Últimamente estoy un tanto rebelde, incluso más de lo que me creo ser. Últimamente, en realidad, estoy contrariada con los mismos estereotipos que suelo defender como individuo dentro de la sociedad. Sigo preguntándome si de verdad me gusta el tipo ideal que marca la sociedad y qué tan grande es mi capacidad de evadirlo, evitarlo, detestarlo.
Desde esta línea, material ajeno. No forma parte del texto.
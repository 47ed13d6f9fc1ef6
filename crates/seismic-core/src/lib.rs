// ─────────────────────────────────────────────────────────────────────
// SCPN Seismic Core — Core Pipeline
// © 1998–2026 Miroslav Šotek. All rights reserved.
// Contact: www.anulum.li | protoscience@anulum.li
// ORCID: https://orcid.org/0009-0009-3560-0851
// License: GNU AGPL v3 | Commercial licensing available
// ─────────────────────────────────────────────────────────────────────
//! Shear-wave simulation pipeline: material profile, source forcing,
//! operator assembly, reduced-order projection, and the sampling
//! drivers that amortize one-time costs across many runs.

pub mod basis;
pub mod fom;
pub mod forcing;
pub mod integrate;
pub mod material;
pub mod observer;
pub mod operators;
pub mod problem;
pub mod rom;
pub mod signal;
pub mod stability;
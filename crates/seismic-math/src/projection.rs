//! Galerkin projection of sparse operators onto a reduced basis.

use crate::sparse::CsrMatrix;
use ndarray::Array2;
use seismic_types::error::{SeismicError, SeismicResult};

/// Reduced operator `Phi_leftᵀ · J · Phi_right`.
///
/// `J` maps the right field into the left field, so `phi_right` spans
/// the input space and `phi_left` the output space. The result is dense
/// (reduced-left × reduced-right) and is computed exactly once per run.
pub fn project_operator(
    phi_left: &Array2<f64>,
    jac: &CsrMatrix,
    phi_right: &Array2<f64>,
) -> SeismicResult<Array2<f64>> {
    if phi_left.nrows() != jac.nrows() {
        return Err(SeismicError::ShapeMismatch(format!(
            "left basis has {} rows, operator has {} rows",
            phi_left.nrows(),
            jac.nrows()
        )));
    }
    let half = jac.matmul_dense(phi_right)?;
    Ok(phi_left.t().dot(&half))
}

#[cfg(test)]
mod tests {
    use super::*;
    use crate::sparse::CsrBuilder;
    use ndarray::array;

    #[test]
    fn test_projection_equals_dense_triple_product() {
        let mut b = CsrBuilder::new(3);
        b.push_row(&[(0, 1.0), (1, -2.0)]);
        b.push_row(&[(2, 0.5)]);
        let jac = b.finish(); // 2 x 3

        let phi_left = array![[1.0, 0.0], [0.5, 1.0]]; // 2 x 2
        let phi_right = array![[1.0], [2.0], [3.0]]; // 3 x 1

        let reduced = project_operator(&phi_left, &jac, &phi_right).unwrap();
        let expected = phi_left.t().dot(&jac.to_dense()).dot(&phi_right);

        assert_eq!(reduced.dim(), (2, 1));
        for r in 0..2 {
            assert!((reduced[[r, 0]] - expected[[r, 0]]).abs() < 1e-14);
        }
    }

    #[test]
    fn test_projection_rejects_mismatched_left_basis() {
        let mut b = CsrBuilder::new(2);
        b.push_row(&[(0, 1.0)]);
        let jac = b.finish(); // 1 x 2
        let phi_left = array![[1.0], [1.0]]; // wrong: 2 rows vs 1
        let phi_right = array![[1.0], [1.0]];
        assert!(project_operator(&phi_left, &jac, &phi_right).is_err());
    }
}
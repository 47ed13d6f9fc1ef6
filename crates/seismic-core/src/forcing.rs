// ─────────────────────────────────────────────────────────────────────
// SCPN Seismic Core — Forcing
// © 1998–2026 Miroslav Šotek. All rights reserved.
// Contact: www.anulum.li | protoscience@anulum.li
// ORCID: https://orcid.org/0009-0009-3560-0851
// License: GNU AGPL v3 | Commercial licensing available
// ─────────────────────────────────────────────────────────────────────
//! Seismic source representations.
//!
//! The source location is fixed at construction and never changes
//! across samples; only the signal content is replaced, so the sampling
//! loop performs no allocation.

use crate::signal::Signal;
use seismic_types::config::SimConfig;
use seismic_types::error::{SeismicError, SeismicResult};
use seismic_types::state::MeshInfo;

/// Single source location, single signal.
#[derive(Debug, Clone)]
pub struct RankOneForcing {
    vp_gid: usize,
    signal: Signal,
}

impl RankOneForcing {
    pub fn new(config: &SimConfig, mesh: &MeshInfo) -> Self {
        let vp_gid = mesh.nearest_vp_gid(config.source_radius_m(), config.source_angle_rad());
        RankOneForcing {
            vp_gid,
            signal: Signal::from_config(&config.forcing.signal),
        }
    }

    /// Velocity grid id where the source acts.
    pub fn vp_gid(&self) -> usize {
        self.vp_gid
    }

    /// Frequency bound of the live signal, for the dispersion check.
    pub fn max_freq(&self) -> f64 {
        self.signal.max_freq()
    }

    /// Swap the signal content in place; the location is untouched.
    pub fn replace_signal(&mut self, signal: Signal) {
        self.signal = signal;
    }

    pub fn evaluate(&self, t: f64) -> f64 {
        self.signal.evaluate(t)
    }
}

/// Single source location, a fixed-width batch of signals marched as
/// the columns of a rank-2 state.
#[derive(Debug, Clone)]
pub struct RankTwoForcing {
    vp_gid: usize,
    f_size: usize,
    signals: Vec<Signal>,
}

impl RankTwoForcing {
    pub fn new(config: &SimConfig, mesh: &MeshInfo, f_size: usize) -> Self {
        assert!(f_size > 0, "forcing batch width must be positive");
        let vp_gid = mesh.nearest_vp_gid(config.source_radius_m(), config.source_angle_rad());
        let nominal = Signal::from_config(&config.forcing.signal);
        RankTwoForcing {
            vp_gid,
            f_size,
            signals: vec![nominal; f_size],
        }
    }

    pub fn vp_gid(&self) -> usize {
        self.vp_gid
    }

    pub fn batch_width(&self) -> usize {
        self.f_size
    }

    /// Max frequency across the live batch.
    pub fn max_freq(&self) -> f64 {
        self.signals
            .iter()
            .map(Signal::max_freq)
            .fold(0.0, f64::max)
    }

    /// Copy `f_size` signals from `signals[offset..]` into the batch.
    ///
    /// The batch capacity is fixed; an offset that would read past the
    /// end of the sample list is a precondition error, not a silent
    /// truncation.
    pub fn replace_signals(&mut self, signals: &[Signal], offset: usize) -> SeismicResult<()> {
        if offset + self.f_size > signals.len() {
            return Err(SeismicError::Precondition(format!(
                "signal batch [{}, {}) exceeds sample list of length {}",
                offset,
                offset + self.f_size,
                signals.len()
            )));
        }
        self.signals
            .copy_from_slice(&signals[offset..offset + self.f_size]);
        Ok(())
    }

    /// Evaluate all batch signals at time t into `out`.
    pub fn evaluate_into(&self, t: f64, out: &mut [f64]) {
        debug_assert_eq!(out.len(), self.f_size);
        for (o, s) in out.iter_mut().zip(&self.signals) {
            *o = s.evaluate(t);
        }
    }

    /// Live batch contents, read-only.
    pub fn signals(&self) -> &[Signal] {
        &self.signals
    }
}

#[cfg(test)]
mod tests {
    use super::*;
    use seismic_types::config::{SignalConfig, SignalKind};

    fn test_config() -> SimConfig {
        let json = r#"{
            "run_name": "t",
            "problem": "fom",
            "mesh": { "nr": 8, "ntheta": 6, "radius_min_km": 3500.0, "radius_max_km": 6371.0 },
            "general": { "num_steps": 4, "time_step_size": 0.1 },
            "io": { "output_dir": "out" },
            "material": { "model": "prem" },
            "forcing": {
                "signal": { "kind": "ricker", "period": 60.0, "delay": 120.0 },
                "depth_km": 640.0,
                "angle_deg": 90.0
            }
        }"#;
        serde_json::from_str(json).unwrap()
    }

    fn make_signal(period: f64) -> Signal {
        Signal::from_config(&SignalConfig {
            kind: SignalKind::Ricker,
            period,
            delay: 0.0,
        })
    }

    #[test]
    fn test_rank_one_location_fixed_across_replacement() {
        let cfg = test_config();
        let mesh = cfg.create_mesh();
        let mut forcing = RankOneForcing::new(&cfg, &mesh);
        let gid = forcing.vp_gid();
        forcing.replace_signal(make_signal(10.0));
        assert_eq!(forcing.vp_gid(), gid);
        assert!((forcing.max_freq() - 0.25).abs() < 1e-15);
    }

    #[test]
    fn test_rank_two_replace_signals_target_slice_only() {
        let cfg = test_config();
        let mesh = cfg.create_mesh();
        let mut forcing = RankTwoForcing::new(&cfg, &mesh, 2);
        let samples: Vec<Signal> = [10.0, 20.0, 30.0, 40.0].map(make_signal).to_vec();

        forcing.replace_signals(&samples, 2).unwrap();
        assert_eq!(forcing.signals().len(), 2, "batch capacity never grows");
        assert!((forcing.signals()[0].period() - 30.0).abs() < 1e-15);
        assert!((forcing.signals()[1].period() - 40.0).abs() < 1e-15);
        // max freq comes from the shortest live period
        assert!((forcing.max_freq() - 2.5 / 30.0).abs() < 1e-15);
    }

    #[test]
    fn test_rank_two_rejects_out_of_range_offset() {
        let cfg = test_config();
        let mesh = cfg.create_mesh();
        let mut forcing = RankTwoForcing::new(&cfg, &mesh, 2);
        let samples: Vec<Signal> = [10.0, 20.0, 30.0].map(make_signal).to_vec();

        let before: Vec<f64> = forcing.signals().iter().map(Signal::period).collect();
        let err = forcing.replace_signals(&samples, 2).unwrap_err();
        assert!(matches!(err, SeismicError::Precondition(_)));
        // failed replacement leaves the batch untouched
        let after: Vec<f64> = forcing.signals().iter().map(Signal::period).collect();
        assert_eq!(before, after);
    }

    #[test]
    fn test_rank_two_evaluate_matches_signals() {
        let cfg = test_config();
        let mesh = cfg.create_mesh();
        let mut forcing = RankTwoForcing::new(&cfg, &mesh, 2);
        let samples: Vec<Signal> = [15.0, 25.0].map(make_signal).to_vec();
        forcing.replace_signals(&samples, 0).unwrap();

        let mut out = [0.0; 2];
        forcing.evaluate_into(3.0, &mut out);
        assert!((out[0] - samples[0].evaluate(3.0)).abs() < 1e-15);
        assert!((out[1] - samples[1].evaluate(3.0)).abs() < 1e-15);
    }
}
// ─────────────────────────────────────────────────────────────────────
// SCPN Seismic Core — Material Model
// © 1998–2026 Miroslav Šotek. All rights reserved.
// Contact: www.anulum.li | protoscience@anulum.li
// ORCID: https://orcid.org/0009-0009-3560-0851
// License: GNU AGPL v3 | Commercial licensing available
// ─────────────────────────────────────────────────────────────────────
//! Radially-layered material profiles.
//!
//! The PREM profile follows Dziewonski & Anderson (1981), "Preliminary
//! reference Earth model", Phys. Earth Plan. Int. 25:297-356.

use seismic_types::config::MaterialSection;
use seismic_types::constants::{EARTH_SURFACE_RADIUS_KM, METERS_PER_KM};
use seismic_types::error::{SeismicError, SeismicResult};

/// Maps a spatial location to density and shear-wave speed.
///
/// Implementations are stateless and immutable; they are built once per
/// sweep and queried during operator assembly only.
pub trait MaterialModel {
    /// Density (kg/m³) and shear-wave speed (m/s) at a point given by
    /// radius from the planet center (meters) and polar angle (radians).
    fn compute_at(&self, radius_m: f64, angle_rad: f64) -> (f64, f64);
}

/// The PREM radial profile. Radius bands are half-open on the lower
/// side; the outer core is fluid and carries zero shear speed.
#[derive(Debug, Clone, Copy, Default)]
pub struct PremMaterialModel;

impl MaterialModel for PremMaterialModel {
    fn compute_at(&self, radius_m: f64, _angle_rad: f64) -> (f64, f64) {
        let r_km = radius_m / METERS_PER_KM;
        let x = r_km / EARTH_SURFACE_RADIUS_KM;
        let x_sq = x * x;
        let x_cu = x * x * x;

        // Native profile units: g/cm³ and km/s.
        let (rho, vs) = if r_km >= 6356.0 {
            (2.6, 3.2)
        } else if r_km >= 6346.6 {
            (2.9, 3.9)
        } else if r_km >= 6151.0 {
            // LID and low-velocity zone share one polynomial pair
            (2.691 + 0.6924 * x, 2.1519 + 2.3481 * x)
        } else if r_km >= 5971.0 {
            // transition zone
            (7.1089 - 3.8045 * x, 8.9496 - 4.4597 * x)
        } else if r_km >= 5771.0 {
            // transition zone
            (11.2494 - 8.0298 * x, 22.3512 - 18.5856 * x)
        } else if r_km >= 5701.0 {
            // transition zone
            (5.3197 - 1.4836 * x, 9.9839 - 4.9324 * x)
        } else if r_km >= 5600.0 {
            // lower mantle part 3
            (
                7.9565 - 6.4761 * x + 5.5283 * x_sq - 3.0807 * x_cu,
                22.3459 - 17.2473 * x - 2.0834 * x_sq + 0.9783 * x_cu,
            )
        } else if r_km >= 3630.0 {
            // lower mantle part 2
            (
                7.9565 - 6.4761 * x + 5.5283 * x_sq - 3.0807 * x_cu,
                11.1671 - 13.7818 * x + 17.4575 * x_sq - 9.2777 * x_cu,
            )
        } else if r_km >= 3480.0 {
            // lower mantle part 1
            (
                7.9565 - 6.4761 * x + 5.5283 * x_sq - 3.0807 * x_cu,
                6.9254 + 1.4672 * x - 2.0834 * x_sq + 0.9783 * x_cu,
            )
        } else if r_km >= 1221.5 {
            // outer core: fluid, no shear wave support
            (12.5815 - 1.2638 * x - 3.6426 * x_sq - 5.5281 * x_cu, 0.0)
        } else {
            // inner core
            (13.0885 - 8.8381 * x_sq, 3.6678 - 4.4475 * x_sq)
        };

        // g/cm³ → kg/m³ and km/s → m/s
        (rho * METERS_PER_KM, vs * METERS_PER_KM)
    }
}

/// Select the material model named by the configuration.
pub fn create_material_model(
    section: &MaterialSection,
) -> SeismicResult<Box<dyn MaterialModel + Send + Sync>> {
    match section.model.as_str() {
        "prem" => Ok(Box::new(PremMaterialModel)),
        other => Err(SeismicError::ConfigError(format!(
            "unknown material model '{other}'"
        ))),
    }
}

#[cfg(test)]
mod tests {
    use super::*;

    const KM: f64 = METERS_PER_KM;

    fn rel_close(a: f64, b: f64, tol: f64) -> bool {
        (a - b).abs() <= tol * a.abs().max(b.abs()).max(1.0)
    }

    #[test]
    fn test_crust_values() {
        let m = PremMaterialModel;
        let (rho, vs) = m.compute_at(6360.0 * KM, 0.0);
        assert!((rho - 2600.0).abs() < 1e-9);
        assert!((vs - 3200.0).abs() < 1e-9);
    }

    #[test]
    fn test_outer_core_is_fluid() {
        let m = PremMaterialModel;
        let (rho, vs) = m.compute_at(2500.0 * KM, 1.0);
        assert_eq!(vs, 0.0, "outer core must carry zero shear speed");
        assert!(rho > 9000.0, "outer core density should exceed the mantle");
    }

    #[test]
    fn test_inner_core_supports_shear() {
        let m = PremMaterialModel;
        let (_, vs) = m.compute_at(1000.0 * KM, 0.0);
        assert!(vs > 3000.0);
    }

    /// Polynomial-to-polynomial band edges are continuous; the two
    /// crust steps and the major discontinuities (670 km, CMB, ICB)
    /// are intentional jumps and excluded here.
    #[test]
    fn test_continuity_at_polynomial_boundaries() {
        let m = PremMaterialModel;
        let continuous_edges_km = [6291.0, 5600.0, 3630.0];
        let eps = 1e-6;
        for &edge in &continuous_edges_km {
            let (rho_lo, vs_lo) = m.compute_at((edge - eps) * KM, 0.3);
            let (rho_hi, vs_hi) = m.compute_at((edge + eps) * KM, 0.3);
            assert!(
                rel_close(rho_lo, rho_hi, 1e-3),
                "rho discontinuous at {edge} km: {rho_lo} vs {rho_hi}"
            );
            assert!(
                rel_close(vs_lo, vs_hi, 1e-3),
                "vs discontinuous at {edge} km: {vs_lo} vs {vs_hi}"
            );
        }
    }

    #[test]
    fn test_band_edges_leave_no_gap() {
        // Evaluating exactly on each documented edge must hit the band
        // above it (half-open lower side), never panic or fall through.
        let m = PremMaterialModel;
        for edge_km in [6356.0, 6346.6, 6151.0, 5971.0, 5771.0, 5701.0, 5600.0, 3630.0, 3480.0, 1221.5]
        {
            let (rho, _) = m.compute_at(edge_km * KM, 0.0);
            assert!(rho > 0.0 && rho.is_finite());
        }
    }

    #[test]
    fn test_factory_rejects_unknown_model() {
        let section = MaterialSection {
            model: "ak135".into(),
        };
        assert!(create_material_model(&section).is_err());
        let section = MaterialSection {
            model: "prem".into(),
        };
        assert!(create_material_model(&section).is_ok());
    }
}
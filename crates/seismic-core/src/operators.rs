// ─────────────────────────────────────────────────────────────────────
// SCPN Seismic Core — Operator Assembly
// © 1998–2026 Miroslav Šotek. All rights reserved.
// Contact: www.anulum.li | protoscience@anulum.li
// ORCID: https://orcid.org/0009-0009-3560-0851
// License: GNU AGPL v3 | Commercial licensing available
// ─────────────────────────────────────────────────────────────────────
//! FOM spatial operators for the coupled velocity-stress shear system
//!
//!   ∂v/∂t = (1/ρ) ∇·σ + f,      ∂σ/∂t = μ ∇v,      μ = ρ·vs²
//!
//! discretized with a first-order staggered radial stencil. Two
//! assembly variants exist: material folded into the nonzeros, or the
//! bare stencil with ρ and μ applied at every step (a memory/compute
//! trade-off selected by configuration). The ROM path always folds,
//! since projecting density separately is not supported.

use crate::material::MaterialModel;
use ndarray::Array1;
use ndarray_npy::NpzWriter;
use seismic_math::sparse::{CsrBuilder, CsrMatrix};
use seismic_types::error::{SeismicError, SeismicResult};
use seismic_types::state::{FieldId, MeshInfo};
use std::fs::File;
use std::path::Path;

/// The assembled FOM operators plus the material data cached for the
/// whole sweep (velocity bounds, inverse density, shear modulus).
#[derive(Debug, Clone)]
pub struct ShearOperators {
    mesh: MeshInfo,
    /// Stress → velocity (discrete divergence), `num_vp × num_sp`.
    jac_vp: CsrMatrix,
    /// Velocity → stress (discrete gradient), `num_sp × num_vp`.
    jac_sp: CsrMatrix,
    rho_inv_vp: Array1<f64>,
    mu_sp: Array1<f64>,
    min_vs: f64,
    max_vs: f64,
    material_folded: bool,
}

impl ShearOperators {
    /// Assemble with ρ and μ baked into the nonzero values.
    pub fn with_material(mesh: MeshInfo, material: &dyn MaterialModel) -> SeismicResult<Self> {
        Self::assemble(mesh, material, true)
    }

    /// Assemble the bare stencil; material is applied at apply time.
    pub fn without_material(mesh: MeshInfo, material: &dyn MaterialModel) -> SeismicResult<Self> {
        Self::assemble(mesh, material, false)
    }

    fn assemble(mesh: MeshInfo, material: &dyn MaterialModel, fold: bool) -> SeismicResult<Self> {
        let nr = mesh.nr;
        let nt = mesh.ntheta;
        let n_vp = mesh.num_vp_pts();
        let n_sp = mesh.num_sp_pts();
        let inv_dr = 1.0 / mesh.dr;

        let mut rho_inv_vp = Array1::zeros(n_vp);
        let mut mu_sp = Array1::zeros(n_sp);
        let mut min_vs = f64::INFINITY;
        let mut max_vs: f64 = 0.0;

        // Velocity-point material: density only; vs sampled for bounds.
        for i in 0..nr {
            for j in 0..nt {
                let (rho, vs) = material.compute_at(mesh.vp_radius(i), mesh.theta[j]);
                rho_inv_vp[i * nt + j] = 1.0 / rho;
                max_vs = max_vs.max(vs);
                if vs > 0.0 {
                    min_vs = min_vs.min(vs);
                }
            }
        }

        // Stress-point material: shear modulus μ = ρ·vs².
        for i in 0..nr - 1 {
            for j in 0..nt {
                let (rho, vs) = material.compute_at(mesh.sp_radius(i), mesh.theta[j]);
                mu_sp[i * nt + j] = rho * vs * vs;
                max_vs = max_vs.max(vs);
                if vs > 0.0 {
                    min_vs = min_vs.min(vs);
                }
            }
        }

        if !min_vs.is_finite() {
            return Err(SeismicError::ConfigError(
                "domain contains no solid material (shear speed is zero everywhere)".into(),
            ));
        }

        // Divergence: v(i,j) couples to the staggered stresses above
        // and below; one-sided at the domain edges.
        let mut b_vp = CsrBuilder::new(n_sp);
        for i in 0..nr {
            for j in 0..nt {
                let scale = if fold { rho_inv_vp[i * nt + j] } else { 1.0 };
                let mut entries: Vec<(usize, f64)> = Vec::with_capacity(2);
                if i > 0 {
                    entries.push(((i - 1) * nt + j, -inv_dr * scale));
                }
                if i < nr - 1 {
                    entries.push((i * nt + j, inv_dr * scale));
                }
                b_vp.push_row(&entries);
            }
        }
        let jac_vp = b_vp.finish();

        // Gradient: σ(i+1/2, j) couples to the adjacent velocities.
        let mut b_sp = CsrBuilder::new(n_vp);
        for i in 0..nr - 1 {
            for j in 0..nt {
                let scale = if fold { mu_sp[i * nt + j] } else { 1.0 };
                b_sp.push_row(&[
                    ((i + 1) * nt + j, inv_dr * scale),
                    (i * nt + j, -inv_dr * scale),
                ]);
            }
        }
        let jac_sp = b_sp.finish();

        Ok(ShearOperators {
            mesh,
            jac_vp,
            jac_sp,
            rho_inv_vp,
            mu_sp,
            min_vs,
            max_vs,
            material_folded: fold,
        })
    }

    pub fn mesh(&self) -> &MeshInfo {
        &self.mesh
    }

    pub fn jac_vp(&self) -> &CsrMatrix {
        &self.jac_vp
    }

    pub fn jac_sp(&self) -> &CsrMatrix {
        &self.jac_sp
    }

    /// Whether ρ and μ are baked into the Jacobian nonzeros.
    pub fn material_folded(&self) -> bool {
        self.material_folded
    }

    /// Inverse density at the velocity points; also needed by the
    /// forcing injection when material is folded.
    pub fn rho_inv_vp(&self) -> &Array1<f64> {
        &self.rho_inv_vp
    }

    /// Shear modulus at the stress points.
    pub fn mu_sp(&self) -> &Array1<f64> {
        &self.mu_sp
    }

    /// Minimum shear speed over solid points. Fluid (vs = 0) regions
    /// are excluded so the dispersion criterion stays meaningful.
    pub fn min_shear_velocity(&self) -> f64 {
        self.min_vs
    }

    pub fn max_shear_velocity(&self) -> f64 {
        self.max_vs
    }

    /// Persist the grid coordinates of one field as an `.npz` archive.
    /// Coordinates are sample-invariant, so callers write them once
    /// per sweep.
    pub fn write_coordinates(&self, field: FieldId, output_dir: &str) -> SeismicResult<()> {
        let (radius, theta) = match field {
            FieldId::Vp => self.mesh.vp_coordinates(),
            FieldId::Sp => self.mesh.sp_coordinates(),
        };
        std::fs::create_dir_all(output_dir)?;
        let path = Path::new(output_dir).join(format!("coords_{}.npz", field.tag()));
        let mut npz = NpzWriter::new(File::create(&path)?);
        npz.add_array("radius", &radius)
            .map_err(|e| SeismicError::ArrayIo(e.to_string()))?;
        npz.add_array("theta", &theta)
            .map_err(|e| SeismicError::ArrayIo(e.to_string()))?;
        npz.finish()
            .map_err(|e| SeismicError::ArrayIo(e.to_string()))?;
        Ok(())
    }
}
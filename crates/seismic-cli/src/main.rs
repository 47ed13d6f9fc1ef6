// ─────────────────────────────────────────────────────────────────────
// SCPN Seismic Core — CLI
// © 1998–2026 Miroslav Šotek. All rights reserved.
// Contact: www.anulum.li | protoscience@anulum.li
// ORCID: https://orcid.org/0009-0009-3560-0851
// License: GNU AGPL v3 | Commercial licensing available
// ─────────────────────────────────────────────────────────────────────
//! `seismic` — run a FOM or ROM sampling sweep from a JSON config.

use clap::Parser;
use seismic_core::problem::Problem;
use seismic_types::config::SimConfig;
use tracing::{error, info};
use tracing_subscriber::EnvFilter;

#[derive(Parser, Debug)]
#[command(
    name = "seismic",
    version,
    about = "Elastic shear-wave simulation: full-order and reduced-order sampling sweeps"
)]
struct Cli {
    /// Path to the JSON configuration file.
    config: String,

    /// Validate the configuration and assemble the problem, then exit
    /// without time stepping.
    #[arg(long)]
    dry_run: bool,
}

fn main() {
    let cli = Cli::parse();
    tracing_subscriber::fmt()
        .with_env_filter(EnvFilter::try_from_default_env().unwrap_or_else(|_| "info".into()))
        .init();

    if let Err(e) = run(&cli) {
        error!("{e}");
        std::process::exit(1);
    }
}

fn run(cli: &Cli) -> seismic_types::error::SeismicResult<()> {
    let config = SimConfig::from_file(&cli.config)?;
    info!(run_name = %config.run_name, config = %cli.config, "configuration loaded");

    let mut problem = Problem::from_config(config)?;
    if cli.dry_run {
        info!("dry run: problem assembled, skipping time stepping");
        return Ok(());
    }
    problem.run()
}
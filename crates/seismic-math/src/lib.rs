// ─────────────────────────────────────────────────────────────────────
// SCPN Seismic Core — Seismic Math
// © 1998–2026 Miroslav Šotek. All rights reserved.
// Contact: www.anulum.li | protoscience@anulum.li
// ORCID: https://orcid.org/0009-0009-3560-0851
// License: GNU AGPL v3 | Commercial licensing available
// ─────────────────────────────────────────────────────────────────────
//! Numeric primitives: CSR sparse operators and dense basis projection.

pub mod projection;
pub mod sparse;
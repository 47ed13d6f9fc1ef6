// ─────────────────────────────────────────────────────────────────────
// SCPN Seismic Core — Stability Checks
// © 1998–2026 Miroslav Šotek. All rights reserved.
// Contact: www.anulum.li | protoscience@anulum.li
// ORCID: https://orcid.org/0009-0009-3560-0851
// License: GNU AGPL v3 | Commercial licensing available
// ─────────────────────────────────────────────────────────────────────
//! CFL and spatial-dispersion criteria.
//!
//! Both checks are pure and must be re-run after every forcing
//! mutation: the forcing bandwidth changes per sample while the
//! velocity bounds are cached once per sweep. A violation is a fatal
//! user-input error; the drivers abort rather than adjust the scheme,
//! which would invalidate comparability across samples.

use seismic_types::constants::{CFL_LIMIT, MIN_POINTS_PER_WAVELENGTH};
use seismic_types::error::{SeismicError, SeismicResult};
use seismic_types::state::MeshInfo;

/// Points-per-wavelength criterion: the grid must resolve the shortest
/// wavelength `min_vs / max_freq`. Strictly fewer points than
/// [`MIN_POINTS_PER_WAVELENGTH`] fails.
pub fn check_dispersion_criterion(
    mesh: &MeshInfo,
    max_freq: f64,
    min_shear_velocity: f64,
) -> SeismicResult<()> {
    debug_assert!(min_shear_velocity > 0.0, "fluid-only bound is a caller bug");
    let min_wavelength = min_shear_velocity / max_freq;
    let points_per_wavelength = min_wavelength / mesh.min_spacing();
    if points_per_wavelength < MIN_POINTS_PER_WAVELENGTH {
        return Err(SeismicError::DispersionViolation {
            points_per_wavelength,
            required: MIN_POINTS_PER_WAVELENGTH,
            min_vs: min_shear_velocity,
            max_freq,
        });
    }
    Ok(())
}

/// Courant criterion for the explicit march: `vs_max · dt / h` must
/// not exceed [`CFL_LIMIT`]. Strictly greater than the limit fails;
/// equality passes.
pub fn check_cfl(mesh: &MeshInfo, dt: f64, max_shear_velocity: f64) -> SeismicResult<()> {
    let cfl = max_shear_velocity * dt / mesh.min_spacing();
    if cfl > CFL_LIMIT {
        return Err(SeismicError::CflViolation {
            cfl,
            limit: CFL_LIMIT,
            dt,
        });
    }
    Ok(())
}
No tengo ganas de dejar la pregunta en modo retórico, así que me voy a dedicar a contestarla como tema central de este texto que tiene, ni mas ni menos, el simple objetivo de alejarme del conjunto de párrafos meramente académicos.
Me pregunto si los estereotipos son imágenes comunes colectivas o la idea de un pobre infeliz que tiró una piedra al montón, la pintó de rojo y al resto pareció gustarle. Ahora que releo la oración anterior pienso que soy malísima para los ejemplos pero me gusta pensar que alguien entendió. Vivir encarcelados y motivados por fotos que creen indicarnos lo que es correcto para después terminar frustrados un mortal Sábado a la noche con la idea de que jamás vamos a ser eso que nuestra mente imagina. Y luego reprocharnos no cumplir con las pretensiones del estereotipo al que deseamos (escribí por error deseo) pertenecer creemos que odiarnos es parte de nuestra naturaleza. Y qué tal si no lo es. Sin embargo, se cree inevitable. El odio incondicional a los estereotipos es inevitable. Tal como lo es seguir esa línea que parece arrastrarte incondicionalmente a intentar ser el tipo ideal de persona. Una fuerza superior te arrastra en busca de la idea común y a continuación de sentirse realizado emerge de uno una efervescente repulsión. La náusea instantánea de ser uno más del montón. Como dije antes: inevitable, insuperable.
Puede que la autosuperación del instante enfermo exista sí; aunque yo no la conozca por completo. Me gusta imaginar que la madurez se lleva consigo el propio odio. Por otro lado, estoy segura, estoy segura de que seré siempre una mente ignorante; la única sustancia que jamás se desprende de mi es mi inmadurez.